In filing a revised reorganization plan in Delaware bankruptcy court, Trump Entertainment Resorts said its board has approved a shutdown of the casino by Dec. 12. It had threatened to close by then if its main union didn’t drop its appeal of a court-ordered cost-savings package.
The company said the closing will happen because it has not received the state and local tax breaks it sought in a bid to keep the Taj Mahal open. It advised New Jersey’s Division of Gaming Enforcement of its intention to wind down operations of the Taj Mahal and to close it on or about Dec. 12.
“The debtors have initiated appropriate steps to cease operations at the Taj Mahal consistent with that time frame,” Trump Entertainment attorneys wrote.
Company officials declined to comment Friday afternoon.
With the union appealing a bankruptcy court order terminating its collective bargaining agreement and the company’s pension funding obligations and New Jersey officials refusing to grant tax concessions, the Taj Mahal’s 3,000 workers will soon join some 8,000 other Atlantic City casino workers who have lost their jobs this year.
Mayor Don Guardian said he knows this is a difficult time for all the people who’ll be out of work.
“I want them to know that the city of Atlantic City did everything they could to help keep the Trump Taj Mahal open,” he said. “However, (the company and its officials) still must pay their fair share of taxes, just like our residents do.”

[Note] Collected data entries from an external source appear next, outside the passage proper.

/// One pass of the expanding-core recursion. `o`, when given, is the
/// profit of a solution known to exist in the instance; the pass then
/// looks for it with `lb = o - 1`. `lb_seed` seeds the lower bound with
/// an incumbent profit found outside this pass.
fn minknap_part(
    ins: &mut Instance,
    params: &mut MinknapParams,
    o: Option<Profit>,
    lb_seed: Profit,
    depth: u32,
) -> PartOutput {
    ins.sort_partially(PARTIAL_SORT_LIMIT);
    debug!(
        depth,
        n = ins.item_number(),
        f = ins.first_item(),
        l = ins.last_item(),
        target = o,
        "expanding-core pass"
    );

    if ins.break_item() == ins.last_item() + 1 {
        // Everything in the window fits.
        return PartOutput {
            sol: ins.break_solution().clone(),
            proven: true,
        };
    }

    if params.lb_greedynlogn > 0 {
        params.lb_greedynlogn -= 1;
    }
    if params.lb_greedy > 0 {
        params.lb_greedy -= 1;
    }
    let sol = if params.lb_greedynlogn == 0 {
        params.lb_greedynlogn = -1;
        sol_bestgreedynlogn(ins)
    } else if params.lb_greedy == 0 {
        params.lb_greedy = -1;
        sol_greedy(ins)
    } else {
        ins.break_solution().clone()
    };

    let c = ins.total_capacity();
    let n = ins.item_number();
    let mut lb = sol.profit().max(lb_seed);
    if let Some(o) = o {
        lb = lb.max(o - 1);
    }

    // Trivial cases.
    if n == 0 || c == 0 {
        let red = ins.reduced_solution();
        let best = if red.profit() > sol.profit() {
            red.clone()
        } else {
            sol
        };
        return PartOutput {
            sol: best,
            proven: true,
        };
    }
    if n == 1 {
        let mut sol1 = ins.reduced_solution().clone();
        let it = *ins.item(ins.first_item());
        if sol1.weight() + it.w <= c {
            sol1.set(&it, true);
        }
        let best = if sol1.profit() > sol.profit() { sol1 } else { sol };
        return PartOutput {
            sol: best,
            proven: true,
        };
    }

    let w_bar = ins.break_solution().weight();
    let p_bar = ins.break_solution().profit();
    let u = match o {
        Some(o) => o,
        None => match params.upper_bound {
            UpperBound::Dantzig => ub_dantzig(ins),
            UpperBound::Trivial => ub_trivial(ins),
        },
    };
    if sol.profit() == u {
        return PartOutput { sol, proven: true };
    }

    let root = State {
        w: w_bar,
        p: p_bar,
        sol: 0,
    };
    let mut d = MinknapData {
        l0: vec![root],
        s: ins.break_item() - 1,
        t: ins.break_item(),
        lb,
        ub: u,
        best_state: root,
        psolf: PartSolFactory::new(params.k),
        state_number: 1,
    };

    let mut cancelled = false;
    while !d.l0.is_empty() {
        if params
            .stop
            .as_ref()
            .map_or(false, |s| s.load(Ordering::Relaxed))
        {
            cancelled = true;
            break;
        }
        let can_right = ins.int_right_size() > 0 || d.t <= ins.last_sorted_item();
        let can_left = ins.int_left_size() > 0 || d.s >= ins.first_sorted_item();
        if !can_right && !can_left {
            break;
        }

        if ins.int_right_size() > 0 && d.t + 1 > ins.last_sorted_item() {
            ins.sort_right(d.lb);
        }
        if d.t <= ins.last_sorted_item() {
            d.add_item(ins);
            d.state_number += d.l0.len() as u64;
            d.t += 1;
        }
        if d.lb == d.ub {
            break;
        }

        if ins.int_left_size() > 0 && d.s - 1 < ins.first_sorted_item() {
            ins.sort_left(d.lb);
        }
        if d.s >= ins.first_sorted_item() {
            d.remove_item(ins);
            d.state_number += d.l0.len() as u64;
            d.s -= 1;
        }
        if d.lb == d.ub {
            break;
        }
    }
    debug!(depth, states = d.state_number, lb = d.lb, "expansion done");

    if cancelled {
        // The decisions behind the running lower bound are not all
        // materialized; fall back to the best complete solution.
        return PartOutput { sol, proven: false };
    }

    if d.best_state.p <= sol.profit() {
        return PartOutput { sol, proven: true };
    }

    // Fix everything that was never touched or is still remembered, and
    // re-solve the rest with the best profit as target.
    ins.set_first_item(d.s + 1);
    ins.set_last_item(d.t - 1);
    ins.fix(&d.psolf, d.best_state.sol);
    minknap_part(ins, params, Some(d.best_state.p), 0, depth + 1)
}

/// Full solver pipeline: partial sort, warm lower bound, surrogate upper
/// bound, optional surrogate-instance solve, optional variable reduction,
/// then the expanding-core recursion.
pub fn minknap(ins: &mut Instance, params: MinknapParams) -> SolveOutput {
    let mut params = params;
    info!(
        n = ins.total_item_number(),
        c = ins.total_capacity(),
        "minknap"
    );

    if params.reduction == 2 {
        ins.sort();
    } else {
        ins.sort_partially(PARTIAL_SORT_LIMIT);
    }

    let mut incumbent = if params.lb_greedynlogn == 0 {
        params.lb_greedynlogn = -1;
        sol_bestgreedynlogn(ins)
    } else if params.lb_greedy == 0 {
        params.lb_greedy = -1;
        sol_greedy(ins)
    } else {
        ins.break_solution().clone()
    };

    let surout = ub_surrogate(ins, incumbent.profit());
    info!(lb = incumbent.profit(), ub = surout.ub, "initial bounds");
    if incumbent.profit() == surout.ub {
        return SolveOutput {
            solution: incumbent,
            proven_optimal: true,
        };
    }

    if params.surrogate && surout.multiplier != 0 {
        let mut sur = ins.clone();
        sur.surrogate(surout.multiplier, surout.bound);
        let sur_params = MinknapParams {
            surrogate: false,
            stop: params.stop.clone(),
            ..params.clone()
        };
        let sur_out = minknap(&mut sur, sur_params);
        if sur_out.solution.item_number() as i64 == surout.bound {
            // With the cardinality bound met, the surrogate solution is
            // feasible under the original weights.
            let mut adopted = Solution::new(ins.total_item_number());
            for pos in 0..ins.total_item_number() as ItemPos {
                let it = ins.item(pos);
                if sur_out.solution.contains(it.j) {
                    adopted.set(it, true);
                }
            }
            debug!(
                profit = adopted.profit(),
                weight = adopted.weight(),
                "surrogate instance solved"
            );
            if adopted.weight() <= ins.total_capacity() && adopted.profit() > incumbent.profit() {
                incumbent = adopted;
                if incumbent.profit() == surout.ub {
                    return SolveOutput {
                        solution: incumbent,
                        proven_optimal: true,
                    };
                }
            }
        }
    }

    if ins.break_item() <= ins.last_item() {
        let reduced_to_optimal = match params.reduction {
            1 => ins.reduce1(incumbent.profit()),
            2 => ins.reduce2(incumbent.profit()),
            _ => false,
        };
        if reduced_to_optimal {
            return SolveOutput {
                solution: incumbent,
                proven_optimal: true,
            };
        }
    }

    let out = minknap_part(ins, &mut params, None, incumbent.profit(), 0);
    let solution = if out.sol.profit() >= incumbent.profit() {
        out.sol
    } else {
        incumbent
    };
    SolveOutput {
        solution,
        proven_optimal: out.proven,
    }
}

#[derive(Default)]
pub struct MinknapSolver {
    pub params: MinknapParams,
}

impl MinknapSolver {
    pub fn new(params: MinknapParams) -> Self {
        MinknapSolver { params }
    }
}

impl KnapsackSolver for MinknapSolver {
    fn solve(&self, ins: &mut Instance) -> SolveOutput {
        minknap(ins, self.params.clone())
    }

    fn method(&self) -> Method {
        Method::DpMinknap
    }
}

#[cfg(test)]
mod tests {
    use super::super::dp_bellman::BellmanSolver;
    use super::super::testing::{make_instance, random_instance};
    use super::*;
    use std::sync::atomic::AtomicBool;
    use std::sync::Arc;

    fn solve_default(ins: &mut Instance) -> SolveOutput {
        minknap(ins, MinknapParams::default())
    }

    #[test]
    fn two_light_items_beat_the_heavy_ones() {
        let mut ins = make_instance(5, &[(2, 3), (3, 4), (4, 5), (5, 6)]);
        let out = solve_default(&mut ins);
        assert_eq!(out.solution.profit(), 7);
        assert!(out.proven_optimal);
        assert!(out.solution.contains(0) && out.solution.contains(1));
    }

    #[test]
    fn break_solution_is_already_optimal() {
        let mut ins = make_instance(10, &[(5, 10), (4, 40), (6, 30)]);
        let out = solve_default(&mut ins);
        assert_eq!(out.solution.profit(), 70);
        assert!(out.proven_optimal);
    }

    #[test]
    fn infeasible_item_yields_the_empty_solution() {
        let mut ins = make_instance(1, &[(2, 100)]);
        let out = solve_default(&mut ins);
        assert_eq!(out.solution.profit(), 0);
        assert_eq!(out.solution.item_number(), 0);
        assert!(out.proven_optimal);
    }

    #[test]
    fn subset_sum_fills_the_capacity() {
        let mut ins = make_instance(7, &[(3, 3), (3, 3), (4, 4), (5, 5)]);
        let out = solve_default(&mut ins);
        assert_eq!(out.solution.profit(), 7);
        assert!(out.proven_optimal);
    }

    #[test]
    fn empty_instance() {
        let mut ins = Instance::new(10);
        let out = solve_default(&mut ins);
        assert_eq!(out.solution.profit(), 0);
        assert!(out.proven_optimal);
    }

    #[test]
    fn zero_capacity() {
        let mut ins = make_instance(0, &[(1, 10), (2, 20)]);
        let out = solve_default(&mut ins);
        assert_eq!(out.solution.profit(), 0);
        assert!(out.proven_optimal);
    }

    #[test]
    fn identical_items() {
        // Five copies of (3, 7) with capacity 10: three fit.
        let mut ins = make_instance(10, &[(3, 7); 5]);
        let out = solve_default(&mut ins);
        assert_eq!(out.solution.profit(), 21);
        assert!(out.proven_optimal);
    }

    #[test]
    fn matches_bellman_on_random_instances() {
        for seed in 0..40 {
            let mut ins = random_instance(seed, 50, 250, 25, 40);
            let reference = BellmanSolver.solve(&mut ins.clone()).solution.profit();
            let out = solve_default(&mut ins);
            assert_eq!(out.solution.profit(), reference, "seed {}", seed);
            assert!(out.proven_optimal, "seed {}", seed);
            assert!(out.solution.weight() <= ins.total_capacity());
        }
    }

    #[test]
    fn narrow_window_exercises_the_recursion() {
        for seed in 40..70 {
            let mut ins = random_instance(seed, 60, 300, 20, 35);
            let reference = BellmanSolver.solve(&mut ins.clone()).solution.profit();
            let params = MinknapParams {
                k: 2,
                ..MinknapParams::default()
            };
            let out = minknap(&mut ins, params);
            assert_eq!(out.solution.profit(), reference, "seed {}", seed);
        }
    }

    #[test]
    fn reductions_and_surrogate_do_not_change_the_optimum() {
        for seed in 70..90 {
            let mut reference_ins = random_instance(seed, 50, 250, 25, 40);
            let reference = BellmanSolver
                .solve(&mut reference_ins)
                .solution
                .profit();
            for reduction in [1u8, 2u8] {
                let mut ins = random_instance(seed, 50, 250, 25, 40);
                let params = MinknapParams {
                    reduction,
                    surrogate: true,
                    lb_greedynlogn: if reduction == 2 { 0 } else { -1 },
                    ..MinknapParams::default()
                };
                let out = minknap(&mut ins, params);
                assert_eq!(
                    out.solution.profit(),
                    reference,
                    "seed {} reduction {}",
                    seed,
                    reduction
                );
            }
        }
    }

    #[test]
    fn solution_profit_matches_its_items() {
        let mut ins = random_instance(123, 80, 400, 30, 50);
        let out = solve_default(&mut ins);
        let mut p = 0;
        let mut w = 0;
        for pos in 0..ins.total_item_number() as ItemPos {
            let it = ins.item(pos);
            if out.solution.contains(it.j) {
                p += it.p;
                w += it.w;
            }
        }
        assert_eq!(p, out.solution.profit());
        assert_eq!(w, out.solution.weight());
        assert!(w <= ins.total_capacity());
    }

    #[test]
    fn cancellation_returns_a_feasible_solution() {
        // Greedy finds 5 here while the optimum is 6, so the solve cannot
        // short-circuit before reaching the expansion loop.
        let stop = Arc::new(AtomicBool::new(true));
        let mut ins = make_instance(6, &[(4, 5), (3, 3), (3, 3)]);
        let params = MinknapParams {
            stop: Some(stop),
            ..MinknapParams::default()
        };
        let out = minknap(&mut ins, params);
        assert!(!out.proven_optimal);
        assert_eq!(out.solution.profit(), 5);
        assert!(out.solution.weight() <= ins.total_capacity());
    }
}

Atlantic City has been caught in an eight-year downward spiral caused mainly by the proliferation of casinos in neighboring states.
When the first Pennsylvania casino opened in late 2006, Atlantic City’s annual casino revenues were $5.2 billion. Last year they were $2.86 billion, and they will be significantly less than that this year.
A panel appointed by Gov. Chris Christie is recommending ways to help the city and its remaining casinos, including tax relief, additional aid and an emergency manager to help tame the city’s finances.
Meanwhile, Trump Entertainment’s committee of unsecured creditors asked U.S. Bankruptcy Judge Kevin Gross in Wilmington, Del., to terminate the company’s exclusive right as a debtor to file a reorganization plan so the committee could file its own liquidation plan. A hearing on the request for an alternate plan is scheduled for Dec. 4, about a week before the casino is to close.
The Trump Taj Mahal is Trump Entertainment’s last casino. It used to own two others: It sold the Trump Marina to Texas-based Landry’s Inc., which converted it into the Golden Nugget, and it closed the Trump Plaza on Sept. 16.